Wednesday, 9 July 2014

Checking Inbox Backlog and troubleshooting in SCCM 2012

Check Inbox Backlog and troubleshooting in SCCM 2012

A number of Stored Procedures can be used to find more details about the backlog along with monitoring of Transmission Queue.
The most useful one is the stored procedure called “spDiagDRS”. Run “EXEC spDiagDRS” to get the below results (shown in the pic).
The stored procedure “spDiagDRS” will fetch details about queued messages. Have a look at the columns named “OutgoingMessagesInQueue” and “IncomingMessagesInQueue”.
In ideal scenario, there should NOT be any queued messages and the values of those columns should be ZERO.

 In my scenario, “OutgoingMessagesInQueue” is 257 that means some error in the send and we have a backlog.
The stored procedure “spDiagDRS” will also tell us about Status and LastSyncTime of each Replication Group. In my example, the SiteSending is CAS and SiteReceiving is PR1.


Apart from spDiagDRS, there are some very useful stored procedures that we can use at the time of backlog troubleshooting. See, the list of Stored Procedures below. To filter the stored procedures type spDiag in the filter settings



you can check out the following examples of these along with parameters for in-depth troubleshooting.
EXEC spDiagMessagesInQueue
EXEC spDiagGetReplicationGroupStats ‘Configuration Data’, ‘PR1′
EXEC spDiagGetProcedureStats ’100′
EXEC spDiagGetQueryStats ’10′
EXEC spDiagGetRunningQueries ’10′
EXEC spDiagStartTrace
EXEC spDiagStopTrace

Transmission Queue is  another option that we should look at, incase of a backlog (or the out going messages are stuck). All the other queues (ConfigMgrDRSSiteQueue, ConfigMgrRCMQueue, ConfigMgrDRSMsgBuilderQueue, ConfigMgrDRSQueue etc. ) shown in the following pic are application related queues.

To check Transmission Queue, you need to run the below SQL query. With the below query, we can check Transmission for a particular primary site (in the below query – CAS server site code = CAS. Primary site code is PR1).
SELECT TOP 1000 *, casted_message_body =
CASE message_type_name WHEN ‘X’
THEN CAST(message_body AS NVARCHAR(MAX))
ELSE message_body
END


FROM [CM_CAS].[sys].[transmission_queue] where to_service_name = ‘ConfigMgrDRS_SitePR1′


In the below figure, you can see the records waiting for transmit. Have a look at the “transmission_status” column, this will provide more details about any transmission errors. This will be very helpful for further troubleshooting.

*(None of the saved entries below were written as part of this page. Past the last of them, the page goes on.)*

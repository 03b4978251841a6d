//! Initial boards seeded with the X pentomino
//!
//! X is symmetric under every rotation and reflection, so restricting its
//! center to the upper-left quadrant of the board removes mirrored and rotated
//! copies of each tiling. The topmost-leftmost center is skipped because it
//! always cuts off the corner cell.

use std::collections::BTreeMap;

use crate::board::grid::Board;
use crate::board::rectangle::RectangleSize;
use crate::geometry::Point;
use crate::io::configuration::X_SYMBOL;
use crate::io::error::Result;

/// Candidate X centers in the upper-left quadrant, column by column
pub fn x_centers(size: RectangleSize) -> Vec<Point> {
    let max_row = (size.rows() - 1) / 2;
    let max_col = (size.cols() - 1) / 2;

    let mut centers = Vec::new();
    for col in 1..=max_col {
        for row in 1..=max_row {
            if let (Ok(row), Ok(col)) = (i32::try_from(row), i32::try_from(col)) {
                centers.push(Point::new(row, col));
            }
        }
    }
    centers.into_iter().skip(1).collect()
}

/// The five cells of an X pentomino centered on a point
pub const fn x_cells(center: Point) -> [Point; 5] {
    let [right, left, down, up] = center.neighbors();
    [center, right, left, down, up]
}

/// Boards of one size with X placed at each quadrant center
///
/// # Errors
///
/// Returns an error if an X placement falls outside the board
pub fn seeded_boards(size: RectangleSize) -> Result<Vec<Board>> {
    let template = Board::empty(size);
    x_centers(size)
        .into_iter()
        .map(|center| template.stamp(&x_cells(center), X_SYMBOL))
        .collect()
}

/// Seeded boards for every valid rectangle, ordered by row count
///
/// # Errors
///
/// Propagates seeding errors
pub fn initial_boards() -> Result<BTreeMap<RectangleSize, Vec<Board>>> {
    RectangleSize::all()
        .into_iter()
        .map(|size| -> Result<(RectangleSize, Vec<Board>)> { Ok((size, seeded_boards(size)?)) })
        .collect()
}
//! Tests for rectangle size validation and enumeration

#[cfg(test)]
mod tests {
    use pentotile::PentominoError;
    use pentotile::board::RectangleSize;

    // Tests that exactly four rectangles qualify, in row order
    // Verified by including single-row rectangles in all
    #[test]
    fn test_all_sizes() {
        let sizes: Vec<(usize, usize)> = RectangleSize::all()
            .into_iter()
            .map(|size| (size.rows(), size.cols()))
            .collect();
        assert_eq!(sizes, vec![(3, 20), (4, 15), (5, 12), (6, 10)]);
    }

    // Tests explicit construction
    // Verified by swapping rows and columns in new
    #[test]
    fn test_new_accepts_valid_dimensions() {
        let size = RectangleSize::new(5, 12).expect("5x12 is valid");
        assert_eq!(size.rows(), 5);
        assert_eq!(size.cols(), 12);
        assert_eq!(size.to_string(), "5x12");
    }

    // Tests each rejection reason
    // Verified by skipping the area check
    #[test]
    fn test_new_rejects_invalid_dimensions() {
        assert!(matches!(
            RectangleSize::new(5, 11),
            Err(PentominoError::InvalidRectangle { rows: 5, cols: 11, .. })
        ));
        assert!(RectangleSize::new(2, 30).is_err());
        assert!(RectangleSize::new(1, 60).is_err());
        assert!(RectangleSize::new(10, 6).is_err());
        assert!(RectangleSize::new(0, 0).is_err());
    }

    // Tests deriving columns from a row count
    // Verified by computing columns by multiplication
    #[test]
    fn test_from_rows() {
        assert_eq!(
            RectangleSize::from_rows(6).ok(),
            RectangleSize::new(6, 10).ok()
        );
        assert!(RectangleSize::from_rows(0).is_err());
        assert!(RectangleSize::from_rows(7).is_err());
        assert!(RectangleSize::from_rows(2).is_err());
        assert!(RectangleSize::from_rows(10).is_err());
    }

    // Tests ordering by row count
    // Verified by ordering by column count
    #[test]
    fn test_ordering() {
        let small = RectangleSize::from_rows(3).expect("valid");
        let large = RectangleSize::from_rows(6).expect("valid");
        assert!(small < large);
    }
}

vLogs view is the DRS (Data Replication Service) log file. This will provide us more details about DRS process and backlog.
Run the following SQL query – “Select top 1000 * from vLogs order by LogTime desc” to get more details about these logs.
RCM_ReplicationLinkStatus table can also provide us more details about the link status of between the sites.

Run the SQL Query – “select * from RCM_ReplicationLinkStatus” . Look at the StatusName column for more details like Failed, Degraded etc.

TRACE stored procedure – For In-depth analysis of backlog . 
This can be performed by using following stored procedures. 

Caution – this will create lot of overhead on SQL server also use lot of disk space because of the creation ConfigMgrDBTrace.trc file.
EXEC spDiagStartTrace
EXEC spDiagStopTrace

You can start the trace process with “EXEC spDiagStartTrace”.  This process will create  .trc (trace file) – in the SQL installed location “C:\Program Files\Microsoft SQL 
Server\MSSQL10.MSSQLSERVER\MSSQL\DATA\ConfigMgrDBTrace.trc”. Also, this process will start tracing each and every event of the SQL server. To stop trace use “EXEC spDiagStopTrace”. Ensure that you STOP the trace ASAP otherwise it may create some adverse impact on the server.
We need to use SQL Server Profiler to open the .trc file. You will get depth details about each event performed by SQL server during the time of TRACE. like Duration, EventClass, StartTime etc.